**Exercise objective:**
Where a line holds the word "Linear", copy it from the records.

**Dataset content:**
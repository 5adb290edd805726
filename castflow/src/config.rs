//! Runtime configuration.
//!
//! Every field has a default, so an empty JSON object is a valid config
//! file. Environment variables prefixed `CASTFLOW_` override file values.

use serde::{Deserialize, Serialize};
use std::path::{Path, PathBuf};
use std::str::FromStr;
use std::time::Duration;

use crate::cache::DEFAULT_TTL_SECONDS;
use crate::errors::ConfigError;
use crate::graph::DEFAULT_MAX_TRANSITIONS;
use crate::observability::LogFormat;
use crate::pipelines::TriggerTable;
use crate::retry::{BackoffStrategy, QualityThresholds, RetryConfig};

/// TTL cache settings.
#[derive(Debug, Clone, PartialEq, Eq, Serialize, Deserialize)]
#[serde(default)]
pub struct CacheConfig {
    /// TTL applied when a caller does not pass one.
    pub default_ttl_seconds: u64,
    /// Index file name inside `data_dir`.
    pub index_file: String,
}

impl Default for CacheConfig {
    fn default() -> Self {
        Self {
            default_ttl_seconds: DEFAULT_TTL_SECONDS,
            index_file: "cache_index.json".to_string(),
        }
    }
}

/// Scheduler settings.
#[derive(Debug, Clone, PartialEq, Eq, Serialize, Deserialize)]
#[serde(default)]
pub struct SchedulerConfig {
    /// Seconds between ticks.
    pub tick_interval_seconds: u64,
    /// Whether pending entries are written to `data_dir`.
    pub persist: bool,
}

impl Default for SchedulerConfig {
    fn default() -> Self {
        Self {
            tick_interval_seconds: 60,
            persist: true,
        }
    }
}

/// Graph executor settings.
#[derive(Debug, Clone, PartialEq, Eq, Serialize, Deserialize)]
#[serde(default)]
pub struct ExecutorConfig {
    /// Stage invocations allowed per run.
    pub max_transitions: usize,
}

impl Default for ExecutorConfig {
    fn default() -> Self {
        Self {
            max_transitions: DEFAULT_MAX_TRANSITIONS,
        }
    }
}

/// Top-level configuration.
#[derive(Debug, Clone, PartialEq, Eq, Serialize, Deserialize)]
#[serde(default)]
pub struct CastflowConfig {
    /// Root for run records, the cache index and the schedule file.
    pub data_dir: PathBuf,
    /// Log output format.
    pub log_format: LogFormat,
    /// Cache settings.
    pub cache: CacheConfig,
    /// Retry policy for every step.
    pub retry: RetryConfig,
    /// Quality gates.
    pub quality: QualityThresholds,
    /// Scheduler settings.
    pub scheduler: SchedulerConfig,
    /// Executor settings.
    pub executor: ExecutorConfig,
    /// Trigger events keyed by `{sport}_{trigger}`.
    pub triggers: TriggerTable,
}

impl Default for CastflowConfig {
    fn default() -> Self {
        Self {
            data_dir: PathBuf::from("data"),
            log_format: LogFormat::default(),
            cache: CacheConfig::default(),
            retry: RetryConfig::default(),
            quality: QualityThresholds::default(),
            scheduler: SchedulerConfig::default(),
            executor: ExecutorConfig::default(),
            triggers: TriggerTable::default(),
        }
    }
}

impl CastflowConfig {
    /// Loads a JSON config file.
    pub fn from_file(path: impl AsRef<Path>) -> Result<Self, ConfigError> {
        let path = path.as_ref();
        let raw = std::fs::read_to_string(path).map_err(|source| ConfigError::Read {
            path: path.display().to_string(),
            source,
        })?;
        serde_json::from_str(&raw).map_err(|source| ConfigError::Parse {
            path: path.display().to_string(),
            source,
        })
    }

    /// Defaults with `CASTFLOW_*` environment overrides.
    pub fn from_env() -> Result<Self, ConfigError> {
        Self::default().with_env_overrides(|key| std::env::var(key).ok())
    }

    /// Loads `path` if given, then applies environment overrides.
    pub fn load(path: Option<&Path>) -> Result<Self, ConfigError> {
        let base = match path {
            Some(path) => Self::from_file(path)?,
            None => Self::default(),
        };
        base.with_env_overrides(|key| std::env::var(key).ok())
    }

    /// Applies overrides read through `lookup`.
    ///
    /// Recognised keys: `CASTFLOW_DATA_DIR`, `CASTFLOW_LOG_FORMAT`,
    /// `CASTFLOW_CACHE_TTL_SECONDS`, `CASTFLOW_RETRY_MAX_ATTEMPTS`,
    /// `CASTFLOW_RETRY_BASE_DELAY_MS`, `CASTFLOW_RETRY_MAX_DELAY_MS`,
    /// `CASTFLOW_RETRY_BACKOFF`, `CASTFLOW_MIN_RESEARCH_SOURCES`,
    /// `CASTFLOW_MIN_SCRIPT_WORD_COUNT`, `CASTFLOW_SCHEDULER_TICK_SECONDS`
    /// and `CASTFLOW_MAX_TRANSITIONS`.
    pub fn with_env_overrides<F>(mut self, lookup: F) -> Result<Self, ConfigError>
    where
        F: Fn(&str) -> Option<String>,
    {
        if let Some(dir) = lookup("CASTFLOW_DATA_DIR") {
            self.data_dir = PathBuf::from(dir);
        }
        if let Some(raw) = lookup("CASTFLOW_LOG_FORMAT") {
            self.log_format = raw.parse().map_err(|_| invalid("CASTFLOW_LOG_FORMAT", &raw))?;
        }
        if let Some(raw) = lookup("CASTFLOW_RETRY_BACKOFF") {
            self.retry.backoff_strategy = parse_backoff(&raw).ok_or_else(|| invalid("CASTFLOW_RETRY_BACKOFF", &raw))?;
        }
        override_num(&lookup, "CASTFLOW_CACHE_TTL_SECONDS", &mut self.cache.default_ttl_seconds)?;
        override_num(&lookup, "CASTFLOW_RETRY_MAX_ATTEMPTS", &mut self.retry.max_attempts)?;
        override_num(&lookup, "CASTFLOW_RETRY_BASE_DELAY_MS", &mut self.retry.base_delay_ms)?;
        override_num(&lookup, "CASTFLOW_RETRY_MAX_DELAY_MS", &mut self.retry.max_delay_ms)?;
        override_num(&lookup, "CASTFLOW_MIN_RESEARCH_SOURCES", &mut self.quality.min_research_sources)?;
        override_num(&lookup, "CASTFLOW_MIN_SCRIPT_WORD_COUNT", &mut self.quality.min_script_word_count)?;
        override_num(&lookup, "CASTFLOW_SCHEDULER_TICK_SECONDS", &mut self.scheduler.tick_interval_seconds)?;
        override_num(&lookup, "CASTFLOW_MAX_TRANSITIONS", &mut self.executor.max_transitions)?;
        Ok(self)
    }

    /// Sets the data directory.
    #[must_use]
    pub fn with_data_dir(mut self, dir: impl Into<PathBuf>) -> Self {
        self.data_dir = dir.into();
        self
    }

    /// Sets the retry policy.
    #[must_use]
    pub fn with_retry(mut self, retry: RetryConfig) -> Self {
        self.retry = retry;
        self
    }

    /// Sets the quality gates.
    #[must_use]
    pub fn with_quality(mut self, quality: QualityThresholds) -> Self {
        self.quality = quality;
        self
    }

    /// Sets the default cache TTL.
    #[must_use]
    pub fn with_cache_ttl(mut self, seconds: u64) -> Self {
        self.cache.default_ttl_seconds = seconds;
        self
    }

    /// Sets the scheduler tick interval.
    #[must_use]
    pub fn with_tick_interval(mut self, seconds: u64) -> Self {
        self.scheduler.tick_interval_seconds = seconds;
        self
    }

    /// Enables or disables the schedule file.
    #[must_use]
    pub fn with_schedule_persistence(mut self, persist: bool) -> Self {
        self.scheduler.persist = persist;
        self
    }

    /// Sets the executor transition limit.
    #[must_use]
    pub fn with_max_transitions(mut self, limit: usize) -> Self {
        self.executor.max_transitions = limit;
        self
    }

    /// Sets the trigger table.
    #[must_use]
    pub fn with_triggers(mut self, triggers: TriggerTable) -> Self {
        self.triggers = triggers;
        self
    }

    /// Directory holding one JSON file per run.
    #[must_use]
    pub fn runs_dir(&self) -> PathBuf {
        self.data_dir.join("runs")
    }

    /// Path of the cache index.
    #[must_use]
    pub fn cache_index_path(&self) -> PathBuf {
        self.data_dir.join(&self.cache.index_file)
    }

    /// Path of the schedule file, if persistence is enabled.
    #[must_use]
    pub fn schedule_path(&self) -> Option<PathBuf> {
        self.scheduler.persist.then(|| self.data_dir.join("schedules.json"))
    }

    /// Scheduler tick interval.
    #[must_use]
    pub fn tick_interval(&self) -> Duration {
        Duration::from_secs(self.scheduler.tick_interval_seconds.max(1))
    }
}

fn override_num<F, T>(lookup: &F, key: &str, target: &mut T) -> Result<(), ConfigError>
where
    F: Fn(&str) -> Option<String>,
    T: FromStr,
{
    if let Some(raw) = lookup(key) {
        *target = raw.trim().parse().map_err(|_| invalid(key, &raw))?;
    }
    Ok(())
}

fn parse_backoff(raw: &str) -> Option<BackoffStrategy> {
    serde_json::from_value(serde_json::Value::String(raw.trim().to_ascii_lowercase())).ok()
}

fn invalid(key: &str, value: &str) -> ConfigError {
    ConfigError::InvalidEnv {
        key: key.to_string(),
        value: value.to_string(),
    }
}

#[cfg(test)]
mod tests {
    use super::*;
    use pretty_assertions::assert_eq;
    use std::collections::BTreeMap;
    use tempfile::TempDir;

    fn env(pairs: &[(&str, &str)]) -> impl Fn(&str) -> Option<String> {
        let map: BTreeMap<String, String> = pairs
            .iter()
            .map(|(k, v)| ((*k).to_string(), (*v).to_string()))
            .collect();
        move |key| map.get(key).cloned()
    }

    #[test]
    fn test_defaults() {
        let config = CastflowConfig::default();
        assert_eq!(config.retry.max_attempts, 3);
        assert_eq!(config.retry.base_delay_ms, 2000);
        assert_eq!(config.retry.max_delay_ms, 300_000);
        assert_eq!(config.cache.default_ttl_seconds, 86_400);
        assert_eq!(config.quality.min_research_sources, 5);
        assert_eq!(config.quality.min_script_word_count, 1500);
        assert_eq!(config.scheduler.tick_interval_seconds, 60);
        assert_eq!(config.executor.max_transitions, 256);
        assert_eq!(config.runs_dir(), PathBuf::from("data/runs"));
    }

    #[test]
    fn test_partial_file_keeps_defaults() {
        let dir = TempDir::new().unwrap();
        let path = dir.path().join("castflow.json");
        std::fs::write(
            &path,
            r#"{"data_dir": "/srv/castflow", "retry": {"max_attempts": 5}, "log_format": "json"}"#,
        )
        .unwrap();

        let config = CastflowConfig::from_file(&path).unwrap();
        assert_eq!(config.data_dir, PathBuf::from("/srv/castflow"));
        assert_eq!(config.retry.max_attempts, 5);
        assert_eq!(config.retry.base_delay_ms, 2000);
        assert_eq!(config.log_format, LogFormat::Json);
        assert_eq!(config.triggers, TriggerTable::default());
    }

    #[test]
    fn test_bad_file_is_parse_error() {
        let dir = TempDir::new().unwrap();
        let path = dir.path().join("castflow.json");
        std::fs::write(&path, "{retry: 3").unwrap();
        assert!(matches!(CastflowConfig::from_file(&path), Err(ConfigError::Parse { .. })));
        assert!(matches!(
            CastflowConfig::from_file(dir.path().join("missing.json")),
            Err(ConfigError::Read { .. })
        ));
    }

    #[test]
    fn test_env_overrides() {
        let config = CastflowConfig::default()
            .with_env_overrides(env(&[
                ("CASTFLOW_DATA_DIR", "/tmp/cf"),
                ("CASTFLOW_RETRY_MAX_ATTEMPTS", "4"),
                ("CASTFLOW_RETRY_BACKOFF", "Linear"),
                ("CASTFLOW_MIN_RESEARCH_SOURCES", "2"),
            ]))
            .unwrap();
        assert_eq!(config.data_dir, PathBuf::from("/tmp/cf"));
        assert_eq!(config.retry.max_attempts, 4);
        assert_eq!(config.retry.backoff_strategy, BackoffStrategy::Linear);
        assert_eq!(config.quality.min_research_sources, 2);
    }

    #[test]
    fn test_invalid_env_value() {
        let err = CastflowConfig::default()
            .with_env_overrides(env(&[("CASTFLOW_RETRY_MAX_ATTEMPTS", "three")]))
            .unwrap_err();
        assert_eq!(err.to_string(), "Invalid value for CASTFLOW_RETRY_MAX_ATTEMPTS: 'three'");
    }

    #[test]
    fn test_schedule_path_follows_persist_flag() {
        let config = CastflowConfig::default().with_data_dir("/d");
        assert_eq!(config.schedule_path(), Some(PathBuf::from("/d/schedules.json")));
        assert_eq!(config.with_schedule_persistence(false).schedule_path(), None);
    }
}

**Written answer:**
                ("CASTFLOW_RETRY_BACKOFF", "Linear"),
        assert_eq!(config.retry.backoff_strategy, BackoffStrategy::Linear);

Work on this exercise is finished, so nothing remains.